- **Dataset entries**
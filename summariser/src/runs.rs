use std::path::Path;

use anyhow::Context;
use paging_bench_summary_model::{load_summary_runs, RunSummary, ScenarioOutcome};

use crate::model::IncompleteRow;

/// Read the run summary log. A log that does not exist yet holds no runs.
pub fn load_runs(path: &Path) -> anyhow::Result<Vec<RunSummary>> {
    if !path.exists() {
        log::info!("No run summary at {}, not reporting run outcomes", path.display());
        return Ok(Vec::new());
    }

    load_summary_runs(path)
        .with_context(|| format!("Failed to read run summaries from {}", path.display()))
}

/// The most recent run for each label, in the order the labels are given. Later lines in the log
/// are newer runs.
pub fn latest_runs<'a>(runs: &'a [RunSummary], labels: &[String]) -> Vec<&'a RunSummary> {
    labels
        .iter()
        .filter_map(|label| runs.iter().rev().find(|run| run.dataset_label == *label))
        .collect()
}

/// Scenarios that did not complete in the given runs. Their stored series are partial, or left
/// over from an earlier run.
pub fn incomplete_scenarios(runs: &[&RunSummary]) -> Vec<IncompleteRow> {
    runs.iter()
        .flat_map(|run| {
            run.scenarios
                .iter()
                .filter(|scenario| scenario.outcome != ScenarioOutcome::Completed)
                .map(|scenario| IncompleteRow {
                    scenario: scenario.label.clone(),
                    dataset_size: run.dataset_label.clone(),
                    outcome: scenario.outcome,
                    pages_visited: scenario.pages_visited,
                    total_pages: scenario.total_pages,
                    run_id: run.run_id.clone(),
                })
        })
        .collect()
}
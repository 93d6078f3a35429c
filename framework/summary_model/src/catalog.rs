use serde::{Deserialize, Serialize};
use std::collections::HashSet;
use std::fmt::{Display, Formatter};
use std::path::Path;

/// Group assigned to catalog entries that do not declare one.
pub const DEFAULT_GROUP: &str = "Other Queries";

/// How a scenario walks through the result set.
#[derive(Debug, Clone, Copy, PartialEq, Eq, Hash, Serialize, Deserialize)]
#[serde(rename_all = "lowercase")]
pub enum PaginationMode {
    /// Keyset pagination, carrying `last_id` and `sort_last_value` from each response.
    Cursor,
    /// Page number pagination, translated to skip/limit by the service.
    Offset,
}

impl PaginationMode {
    /// The label used in display names and reports, e.g. `Cursor Pagination`.
    pub fn label(&self) -> &'static str {
        match self {
            PaginationMode::Cursor => "Cursor Pagination",
            PaginationMode::Offset => "Offset Pagination",
        }
    }
}

#[derive(Debug, Clone, Copy, Default, PartialEq, Eq, Hash, Serialize, Deserialize)]
#[serde(rename_all = "lowercase")]
pub enum SortOrder {
    #[default]
    Asc,
    Desc,
}

impl SortOrder {
    pub fn as_str(&self) -> &'static str {
        match self {
            SortOrder::Asc => "asc",
            SortOrder::Desc => "desc",
        }
    }
}

impl Display for SortOrder {
    fn fmt(&self, f: &mut Formatter<'_>) -> std::fmt::Result {
        f.write_str(self.as_str())
    }
}

#[derive(Debug, Clone, Copy, PartialEq, Eq, Hash, Serialize, Deserialize)]
#[serde(rename_all = "lowercase")]
pub enum SearchType {
    /// Substring match on title and description.
    Simple,
    /// Full text search against the precomputed search vector.
    Vector,
}

impl SearchType {
    pub fn as_str(&self) -> &'static str {
        match self {
            SearchType::Simple => "simple",
            SearchType::Vector => "vector",
        }
    }
}

/// The query parameters of a scenario, excluding whatever the pagination mode adds per request.
#[derive(Debug, Clone, PartialEq, Serialize, Deserialize)]
pub struct QueryParams {
    pub sort_by_column: String,
    #[serde(default)]
    pub sort_order: SortOrder,
    pub page_size: u32,
    #[serde(default, skip_serializing_if = "Option::is_none")]
    pub category: Option<String>,
    #[serde(default, skip_serializing_if = "Option::is_none")]
    pub brand: Option<String>,
    #[serde(default, skip_serializing_if = "Option::is_none")]
    pub min_price: Option<f64>,
    #[serde(default, skip_serializing_if = "Option::is_none")]
    pub max_price: Option<f64>,
    #[serde(default, skip_serializing_if = "Option::is_none")]
    pub rating_more_than_equal: Option<f64>,
    #[serde(default, skip_serializing_if = "Option::is_none")]
    pub review_count: Option<u32>,
    #[serde(default, skip_serializing_if = "Option::is_none")]
    pub show_out_of_stock: Option<bool>,
    #[serde(default, skip_serializing_if = "Option::is_none")]
    pub search_query_text: Option<String>,
    #[serde(default, skip_serializing_if = "Option::is_none")]
    pub search_type: Option<SearchType>,
}

impl QueryParams {
    pub fn sorted_by(column: &str, order: SortOrder, page_size: u32) -> Self {
        Self {
            sort_by_column: column.to_string(),
            sort_order: order,
            page_size,
            category: None,
            brand: None,
            min_price: None,
            max_price: None,
            rating_more_than_equal: None,
            review_count: None,
            show_out_of_stock: None,
            search_query_text: None,
            search_type: None,
        }
    }

    pub fn with_category(mut self, category: &str) -> Self {
        self.category = Some(category.to_string());
        self
    }

    pub fn with_search(mut self, text: &str, search_type: SearchType) -> Self {
        self.search_query_text = Some(text.to_string());
        self.search_type = Some(search_type);
        self
    }

    /// Whether the query narrows the catalog by search text.
    pub fn is_search(&self) -> bool {
        self.search_query_text
            .as_deref()
            .is_some_and(|text| !text.trim().is_empty())
    }

    /// The filter parameters as they go on the wire, shared by the count and page endpoints.
    ///
    /// Pagination fields (`page_size`, `page_number`, `last_id`, `sort_last_value`) are not
    /// included.
    pub fn filter_pairs(&self) -> Vec<(&'static str, String)> {
        let mut pairs = vec![
            ("sort_by_column", self.sort_by_column.clone()),
            ("sort_order", self.sort_order.to_string()),
        ];

        if let Some(category) = &self.category {
            pairs.push(("category", category.clone()));
        }
        if let Some(brand) = &self.brand {
            pairs.push(("brand", brand.clone()));
        }
        if let Some(min_price) = self.min_price {
            pairs.push(("min_price", min_price.to_string()));
        }
        if let Some(max_price) = self.max_price {
            pairs.push(("max_price", max_price.to_string()));
        }
        if let Some(rating) = self.rating_more_than_equal {
            pairs.push(("rating_more_than_equal", rating.to_string()));
        }
        if let Some(review_count) = self.review_count {
            pairs.push(("review_count", review_count.to_string()));
        }
        if let Some(show_out_of_stock) = self.show_out_of_stock {
            pairs.push(("show_out_of_stock", show_out_of_stock.to_string()));
        }
        if self.is_search() {
            if let Some(text) = &self.search_query_text {
                pairs.push(("search_query_text", text.clone()));
            }
            if let Some(search_type) = self.search_type {
                pairs.push(("search_type", search_type.as_str().to_string()));
            }
        }

        pairs
    }
}

/// One named, parameterized benchmark query under a single pagination mode.
#[derive(Debug, Clone, PartialEq, Serialize, Deserialize)]
pub struct Scenario {
    pub name: String,
    pub group: String,
    pub mode: PaginationMode,
    pub query: QueryParams,
}

impl Scenario {
    /// Display label, e.g. `Popular Products (Cursor Pagination)`.
    ///
    /// This is also the key the scenario's series is stored under.
    pub fn label(&self) -> String {
        format!("{} ({})", self.name, self.mode.label())
    }
}

/// The static list of scenarios for a run.
#[derive(Debug, Clone, Default, PartialEq)]
pub struct QueryCatalog {
    scenarios: Vec<Scenario>,
}

/// A catalog entry as written in a TOML catalog file. One entry expands into a scenario per mode.
#[derive(Debug, Deserialize)]
struct CatalogEntry {
    name: String,
    #[serde(default = "default_group")]
    group: String,
    #[serde(default = "default_modes")]
    modes: Vec<PaginationMode>,
    #[serde(flatten)]
    query: QueryParams,
}

#[derive(Debug, Deserialize)]
struct CatalogFile {
    #[serde(default)]
    query: Vec<CatalogEntry>,
}

fn default_group() -> String {
    DEFAULT_GROUP.to_string()
}

fn default_modes() -> Vec<PaginationMode> {
    vec![PaginationMode::Cursor, PaginationMode::Offset]
}

impl QueryCatalog {
    pub fn new() -> Self {
        Self::default()
    }

    /// Add the query once for each of the given modes.
    pub fn with_query(
        mut self,
        name: &str,
        group: &str,
        modes: &[PaginationMode],
        query: QueryParams,
    ) -> Self {
        for mode in modes {
            self.scenarios.push(Scenario {
                name: name.to_string(),
                group: group.to_string(),
                mode: *mode,
                query: query.clone(),
            });
        }
        self
    }

    /// Parse a catalog from TOML, made of `[[query]]` tables.
    pub fn from_toml_str(content: &str) -> anyhow::Result<Self> {
        let file: CatalogFile = toml::from_str(content)?;

        let mut catalog = QueryCatalog::new();
        for entry in file.query {
            if entry.modes.is_empty() {
                anyhow::bail!("Query [{}] does not list any pagination modes", entry.name);
            }
            if entry.query.page_size == 0 {
                anyhow::bail!("Query [{}] has a page size of 0", entry.name);
            }
            catalog = catalog.with_query(&entry.name, &entry.group, &entry.modes, entry.query);
        }
        catalog.validate()?;

        Ok(catalog)
    }

    pub fn load(path: &Path) -> anyhow::Result<Self> {
        let content = std::fs::read_to_string(path)?;
        Self::from_toml_str(&content)
            .map_err(|e| anyhow::anyhow!("Invalid catalog {}: {e}", path.display()))
    }

    /// Labels are storage keys, so they must be unique.
    pub fn validate(&self) -> anyhow::Result<()> {
        let mut seen = HashSet::new();
        for scenario in &self.scenarios {
            let label = scenario.label();
            if !seen.insert(label.clone()) {
                anyhow::bail!("Scenario [{label}] is defined more than once");
            }
        }
        Ok(())
    }

    /// Keep only the scenarios whose name or label is in `names`. An empty filter keeps everything.
    pub fn retain_named(mut self, names: &[String]) -> Self {
        if names.is_empty() {
            return self;
        }
        self.scenarios.retain(|scenario| {
            names
                .iter()
                .any(|name| *name == scenario.name || *name == scenario.label())
        });
        self
    }

    pub fn scenarios(&self) -> &[Scenario] {
        &self.scenarios
    }

    pub fn len(&self) -> usize {
        self.scenarios.len()
    }

    pub fn is_empty(&self) -> bool {
        self.scenarios.is_empty()
    }
}

/// The catalog of product listing queries the benchmark was built around.
pub fn default_catalog() -> QueryCatalog {
    let both = [PaginationMode::Cursor, PaginationMode::Offset];

    QueryCatalog::new()
        .with_query(
            "Popular Products",
            "Global Sorting",
            &both,
            QueryParams::sorted_by("bought_in_last_month", SortOrder::Desc, 20),
        )
        .with_query(
            "Price Low to High",
            "Global Sorting",
            &both,
            QueryParams::sorted_by("price", SortOrder::Asc, 20),
        )
        .with_query(
            "Rating High to Low",
            "Global Sorting",
            &both,
            QueryParams::sorted_by("avg_rating", SortOrder::Desc, 20),
        )
        .with_query(
            "Recently Updated",
            "Global Sorting",
            &both,
            QueryParams::sorted_by("updated_at", SortOrder::Desc, 20),
        )
        .with_query(
            "Filter by Category",
            "Category Filtering",
            &both,
            QueryParams::sorted_by("price", SortOrder::Asc, 20).with_category("Graphics Cards"),
        )
        .with_query(
            "Simple Text Search",
            "Text Search",
            &both,
            QueryParams::sorted_by("price", SortOrder::Asc, 20)
                .with_search("wireless headphones", SearchType::Simple),
        )
        .with_query(
            "Vector Text Search",
            "Text Search",
            &both,
            QueryParams::sorted_by("avg_rating", SortOrder::Desc, 20)
                .with_search("wireless headphones", SearchType::Vector),
        )
}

- **Work order**
Go through the records and report each line that contains "enum".

- **Worked solution**
pub enum PaginationMode {
pub enum SortOrder {
pub enum SearchType {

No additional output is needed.